Fortunately, commonness need not be based upon intuitions: because of the proliferation of epidemiological cohort data in recent decades, the incidence of most diseases can now be readily found in epidemiological cohort series. Similarly, online resources such as www.uptodate.com commonly report disease incidences under a subsection on epidemiology. Estimates from these sources are not always in agreement, but the problems posed by variability are not as serious as they may seem; precise incidences are not necessary. Worthwhile comparisons can be made based on order of magnitude differences in incidence estimates for different diseases.
For example, Table 1 shows that the incidence of pneumonia is approximately 650 cases per 100,000 persons-years.

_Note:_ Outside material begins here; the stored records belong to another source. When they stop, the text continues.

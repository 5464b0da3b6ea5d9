/*!
    Raw video frame type.
*/

use crate::{PixelFormat, Pts, Rational};

/**
    A raw video frame with owned, tightly packed pixel data.

    Carries a decoded still image through the pipeline: produced by the
    source loaders, rewritten by the conversion stage, consumed by the
    encoder. Plane data is stored contiguously in `data` with no row padding.
*/
#[derive(Clone)]
pub struct VideoFrame {
    /// Pixel data, planes concatenated, rows unpadded.
    pub data: Vec<u8>,
    /// Frame width in pixels.
    pub width: u32,
    /// Frame height in pixels.
    pub height: u32,
    /// Pixel format of `data`.
    pub format: PixelFormat,
    /// Presentation timestamp, if assigned.
    pub pts: Option<Pts>,
    /// Time base `pts` is expressed in.
    pub time_base: Rational,
}

impl VideoFrame {
    pub fn new(
        data: Vec<u8>,
        width: u32,
        height: u32,
        format: PixelFormat,
        pts: Option<Pts>,
        time_base: Rational,
    ) -> Self {
        Self {
            data,
            width,
            height,
            format,
            pts,
            time_base,
        }
    }

    /**
        Returns true when `data` holds exactly the bytes a tightly packed
        buffer of this frame's format and dimensions requires.
    */
    pub fn is_packed_exact(&self) -> bool {
        self.data.len() == self.format.buffer_size(self.width, self.height)
    }
}

impl std::fmt::Debug for VideoFrame {
    fn fmt(&self, f: &mut std::fmt::Formatter<'_>) -> std::fmt::Result {
        f.debug_struct("VideoFrame")
            .field("width", &self.width)
            .field("height", &self.height)
            .field("format", &self.format)
            .field("pts", &self.pts)
            .field("bytes", &self.data.len())
            .finish()
    }
}
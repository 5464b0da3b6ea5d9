use std::path::PathBuf;
use std::process::ExitCode;

use clap::Parser;
use tracing_subscriber::EnvFilter;

use stillreel_pipeline::{EncodeSession, InputMode, SessionConfig};
use stillreel_types::EncoderBackend;

#[derive(Parser, Debug)]
#[command(name = "stillreel")]
#[command(about = "Assemble a burst of still images into an H.264 video")]
struct Args {
    /// Output video path; the container is inferred from the extension
    #[arg(short, long)]
    output: PathBuf,

    /// Encoder backend: vaapi, nvenc, mediacodec or x264
    #[arg(long, default_value = "x264")]
    backend: EncoderBackend,

    /// Output width in pixels
    #[arg(long)]
    width: u32,

    /// Output height in pixels
    #[arg(long)]
    height: u32,

    /// Frame rate of the assembled video
    #[arg(long, default_value_t = 30)]
    fps: u32,

    /// Quality hint (currently unused; the bitrate is fixed)
    #[arg(long, default_value_t = 0)]
    quality: u32,

    /// Treat inputs as headerless packed BGR24 buffers instead of images
    #[arg(long)]
    raw: bool,

    /// Encode every regular file in this directory, in sorted order
    #[arg(long)]
    input_dir: Option<PathBuf>,

    /// Encoder tuning options, e.g. --encoder-option preset=veryfast
    #[arg(long = "encoder-option", value_parser = parse_key_value)]
    encoder_options: Vec<(String, String)>,

    /// Raise FFmpeg's own log level to verbose
    #[arg(long)]
    ffmpeg_log: bool,

    /// Input image paths, encoded in the order given
    images: Vec<PathBuf>,
}

fn parse_key_value(s: &str) -> Result<(String, String), String> {
    s.split_once('=')
        .map(|(k, v)| (k.to_string(), v.to_string()))
        .ok_or_else(|| format!("expected key=value, got {s:?}"))
}

fn collect_inputs(args: &Args) -> std::io::Result<Vec<PathBuf>> {
    let mut inputs = Vec::new();

    if let Some(dir) = &args.input_dir {
        let mut entries: Vec<PathBuf> = std::fs::read_dir(dir)?
            .filter_map(|entry| entry.ok())
            .map(|entry| entry.path())
            .filter(|path| path.is_file())
            .collect();
        entries.sort();
        inputs.extend(entries);
    }

    inputs.extend(args.images.iter().cloned());
    Ok(inputs)
}

fn main() -> ExitCode {
    tracing_subscriber::fmt()
        .with_env_filter(EnvFilter::try_from_default_env().unwrap_or_else(|_| "info".into()))
        .init();

    let args = Args::parse();

    if args.ffmpeg_log {
        unsafe {
            ffmpeg_next::ffi::av_log_set_level(ffmpeg_next::ffi::AV_LOG_VERBOSE);
        }
    }

    let inputs = match collect_inputs(&args) {
        Ok(inputs) => inputs,
        Err(e) => {
            tracing::error!(error = %e, "failed to list inputs");
            return ExitCode::FAILURE;
        }
    };

    if inputs.is_empty() {
        tracing::error!("no input images given");
        return ExitCode::FAILURE;
    }

    let config = SessionConfig::new(args.backend, args.width, args.height)
        .with_fps(args.fps)
        .with_quality(args.quality)
        .with_input_mode(if args.raw {
            InputMode::RawBgr
        } else {
            InputMode::Still
        });
    let config = args
        .encoder_options
        .iter()
        .fold(config, |c, (k, v)| c.with_encoder_option(k, v));

    let mut session = match EncodeSession::initialize(config, &args.output) {
        Ok(session) => session,
        Err(e) => {
            tracing::error!(backend = %args.backend, error = %e, "session setup failed");
            return ExitCode::FAILURE;
        }
    };

    // A single bad frame is logged and skipped; the batch continues.
    let mut failed = 0usize;
    for input in &inputs {
        if session.encode_frame(input).is_err() {
            failed += 1;
        }
    }

    let encoded = match session.finish() {
        Ok(encoded) => encoded,
        Err(e) => {
            tracing::error!(error = %e, "failed to finalize output");
            return ExitCode::FAILURE;
        }
    };

    println!(
        "{}: {} frame(s) encoded, {} failed",
        args.output.display(),
        encoded,
        failed
    );

    if encoded == 0 {
        ExitCode::FAILURE
    } else {
        ExitCode::SUCCESS
    }
}
/*!
    Conversion utilities between ffmpeg-next types and stillreel-types.
*/

use stillreel_types::{PixelFormat, Rational};

/**
    Convert ffmpeg_next::Rational to our Rational.
*/
pub fn rational_from_ffmpeg(r: ffmpeg_next::Rational) -> Rational {
    Rational::new(r.numerator(), r.denominator())
}

/**
    Convert ffmpeg_next pixel format to our PixelFormat.

    The deprecated full-range J variants map onto their plain counterparts;
    the color-range distinction is carried by the scaler, not the format.
*/
pub fn pixel_format_from_ffmpeg(format: ffmpeg_next::format::Pixel) -> Option<PixelFormat> {
    use ffmpeg_next::format::Pixel;

    match format {
        Pixel::NV12 => Some(PixelFormat::Nv12),
        Pixel::YUV420P | Pixel::YUVJ420P => Some(PixelFormat::Yuv420p),
        Pixel::BGR24 => Some(PixelFormat::Bgr24),
        Pixel::RGB24 => Some(PixelFormat::Rgb24),
        Pixel::BGRA => Some(PixelFormat::Bgra),
        Pixel::RGBA => Some(PixelFormat::Rgba),
        _ => None,
    }
}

By comparison, that of segmental pulmonary embolism is on the order of 60 per 100,000 person-years. (UpToDate was used as the default source for incidence data for the sake of simplicity and ease of use and to limit the size of the bibliography.) Suppose we were to make a differential diagnosis for dyspnea in a patient presenting to the emergency department before any individuating information about the illness was known that would allow us to differentiate between pneumonia and pulmonary embolism. (A scenario such as this occurs countless times each day as emergency room physicians approach a patient’s room with nothing more than age, gender, and chief complaint recorded by the triage nurse on the intake sheet.) Based on incidence alone, we could say that pneumonia is an order of magnitude more likely than pulmonary embolism; it is more than five orders of magnitude more likely than lymphangiomyomatosis. Indeed, diseases with incidences of less than 1/100,000 person-years are so rare that most clinicians outside of specialized referral centers will diagnose new (incident) cases on average no more than once or twice during their entire career14.